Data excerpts
——————

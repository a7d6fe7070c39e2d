//! Code and partition parameters.

use serde::{Deserialize, Serialize};

use crate::{generator::noise_index, Error, SilentConfig};

/// Number of blocks in a DPF leaf group.
pub const GROUP_SIZE: usize = 8;

/// Parameters of one silent OT batch.
///
/// Derived from the requested count `count`:
///
/// * `prime` is the least prime `>= count`,
/// * `n` is `prime` rounded up to a multiple of 128,
/// * `n2` is `n * scaler`, the length of the noisy vector,
/// * `size_per` is `ceil(n2 / partitions)`, the domain of each partition's DPF.
///
/// The partitions must interleave into the noisy vector, so that every possible point of
/// every partition is a position below `n2`.
#[derive(Debug, Clone, Copy, PartialEq, Eq, Serialize, Deserialize)]
pub struct Params {
    count: usize,
    prime: usize,
    n: usize,
    n2: usize,
    scaler: usize,
    partitions: usize,
    size_per: usize,
    depth: usize,
}

impl Params {
    /// Derives the parameters for `count` OTs.
    pub fn new(count: usize, config: &SilentConfig) -> Result<Self, Error> {
        if count == 0 {
            return Err(Error::parameter("count must be non-zero"));
        }

        let prime = next_prime(count)
            .ok_or_else(|| Error::parameter(format!("no prime >= {count} fits in usize")))?;
        let n = prime
            .checked_next_multiple_of(128)
            .ok_or_else(|| Error::parameter("padded code length overflows"))?;
        let n2 = n
            .checked_mul(config.scaler())
            .ok_or_else(|| Error::parameter("noisy vector length overflows"))?;

        let partitions = config.partitions();
        let size_per = n2.div_ceil(partitions);
        let depth = log2_ceil(size_per.div_ceil(GROUP_SIZE)) + 1;

        // Every partition's point must land inside the noisy vector.
        let last = noise_index(size_per - 1, partitions - 1, partitions, GROUP_SIZE);
        if last >= n2 {
            return Err(Error::parameter(format!(
                "{partitions} partitions of {size_per} blocks do not interleave into {n2} blocks"
            )));
        }

        Ok(Self {
            count,
            prime,
            n,
            n2,
            scaler: config.scaler(),
            partitions,
            size_per,
            depth,
        })
    }

    /// Returns the requested number of OTs.
    pub fn count(&self) -> usize {
        self.count
    }

    /// Returns the prime modulus degree, `mP`.
    pub fn prime(&self) -> usize {
        self.prime
    }

    /// Returns the padded output length, `mN`.
    pub fn n(&self) -> usize {
        self.n
    }

    /// Returns the noisy vector length, `mN2`.
    pub fn n2(&self) -> usize {
        self.n2
    }

    /// Returns the scaler, `mN2 / mN`.
    pub fn scaler(&self) -> usize {
        self.scaler
    }

    /// Returns the number of partitions.
    pub fn partitions(&self) -> usize {
        self.partitions
    }

    /// Returns the DPF domain size of each partition, `mSizePer`.
    pub fn size_per(&self) -> usize {
        self.size_per
    }

    /// Returns the DPF tree depth, counting the root.
    pub fn depth(&self) -> usize {
        self.depth
    }

    /// Returns the number of leaf groups evaluated per partition.
    pub fn leaves(&self) -> usize {
        self.size_per.div_ceil(GROUP_SIZE)
    }

    /// Returns `n / 128`.
    pub fn n_blocks(&self) -> usize {
        self.n / 128
    }

    /// Returns `n2 / 128`.
    pub fn n2_blocks(&self) -> usize {
        self.n2 / 128
    }
}

/// Returns `ceil(log2(x))`, with `log2_ceil(0) == log2_ceil(1) == 0`.
pub fn log2_ceil(x: usize) -> usize {
    if x <= 1 {
        0
    } else {
        (usize::BITS - (x - 1).leading_zeros()) as usize
    }
}

/// Returns whether `n` is prime.
pub fn is_prime(n: usize) -> bool {
    if n < 4 {
        return n >= 2;
    }
    if n % 2 == 0 || n % 3 == 0 {
        return false;
    }

    let mut i = 5usize;
    while i.checked_mul(i).is_some_and(|sq| sq <= n) {
        if n % i == 0 || n % (i + 2) == 0 {
            return false;
        }
        i += 6;
    }
    true
}

/// Returns the least prime `>= n`, or `None` on overflow.
pub fn next_prime(n: usize) -> Option<usize> {
    let mut candidate = n.max(2);
    while !is_prime(candidate) {
        candidate = candidate.checked_add(1)?;
    }
    Some(candidate)
}

#[cfg(test)]
mod tests {
    use super::*;
    use rstest::*;

    #[rstest]
    #[case(0, 0)]
    #[case(1, 0)]
    #[case(2, 1)]
    #[case(3, 2)]
    #[case(8, 3)]
    #[case(9, 4)]
    fn test_log2_ceil(#[case] x: usize, #[case] expected: usize) {
        assert_eq!(log2_ceil(x), expected);
    }

    #[test]
    fn test_next_prime() {
        assert_eq!(next_prime(1), Some(2));
        assert_eq!(next_prime(2), Some(2));
        assert_eq!(next_prime(100), Some(101));
        assert_eq!(next_prime(127), Some(127));
        assert_eq!(next_prime(128), Some(131));
        assert_eq!(next_prime(1 << 20), Some(1_048_583));
        assert!(!is_prime(1));
        assert!(!is_prime(25));
        assert!(!is_prime(49));
        assert!(is_prime(7919));
    }

    #[test]
    fn test_params_n_100() {
        let config = SilentConfig::default();
        let params = Params::new(100, &config).unwrap();

        assert_eq!(params.prime(), 101);
        assert_eq!(params.n(), 128);
        assert_eq!(params.n2(), 128 * config.scaler());
        assert_eq!(params.n2() % 128, 0);
        assert_eq!(params.size_per(), 64);
        // 64 blocks is 8 groups, a tree with 3 levels below the root.
        assert_eq!(params.depth(), 4);
        assert_eq!(params.leaves(), 8);
    }

    #[rstest]
    #[case(1)]
    #[case(127)]
    #[case(129)]
    #[case(1000)]
    #[case(5003)]
    fn test_params_invariants(#[case] count: usize) {
        let config = SilentConfig::builder()
            .partitions(6)
            .scaler(3)
            .build()
            .unwrap();
        let params = Params::new(count, &config).unwrap();

        assert!(is_prime(params.prime()));
        assert!(params.prime() >= count);
        assert_eq!(params.n() % 128, 0);
        assert!(params.n() >= params.prime() && params.n() - params.prime() < 128);
        assert_eq!(params.n2(), 3 * params.n());
        assert!(params.size_per() * params.partitions() >= params.n2());
        assert!(GROUP_SIZE << (params.depth() - 1) >= params.size_per());
        assert!(
            noise_index(
                params.size_per() - 1,
                params.partitions() - 1,
                params.partitions(),
                GROUP_SIZE
            ) < params.n2()
        );
    }

    #[rstest]
    #[case(100, 1024, 1)]
    #[case(1, 5, 3)]
    #[case(1000, 5, 3)]
    #[case(5000, 7, 5)]
    fn test_params_rejects_partitions_past_n2(
        #[case] count: usize,
        #[case] partitions: usize,
        #[case] scaler: usize,
    ) {
        let config = SilentConfig::builder()
            .partitions(partitions)
            .scaler(scaler)
            .build()
            .unwrap();

        assert!(matches!(
            Params::new(count, &config),
            Err(Error::Parameter(_))
        ));
    }

    #[test]
    fn test_params_rejects_zero() {
        assert!(matches!(
            Params::new(0, &SilentConfig::default()),
            Err(Error::Parameter(_))
        ));
    }
}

——————

Work order:
The answer is to be one number: the count of lines in the entries containing the string "Serialize".

Written reply:
2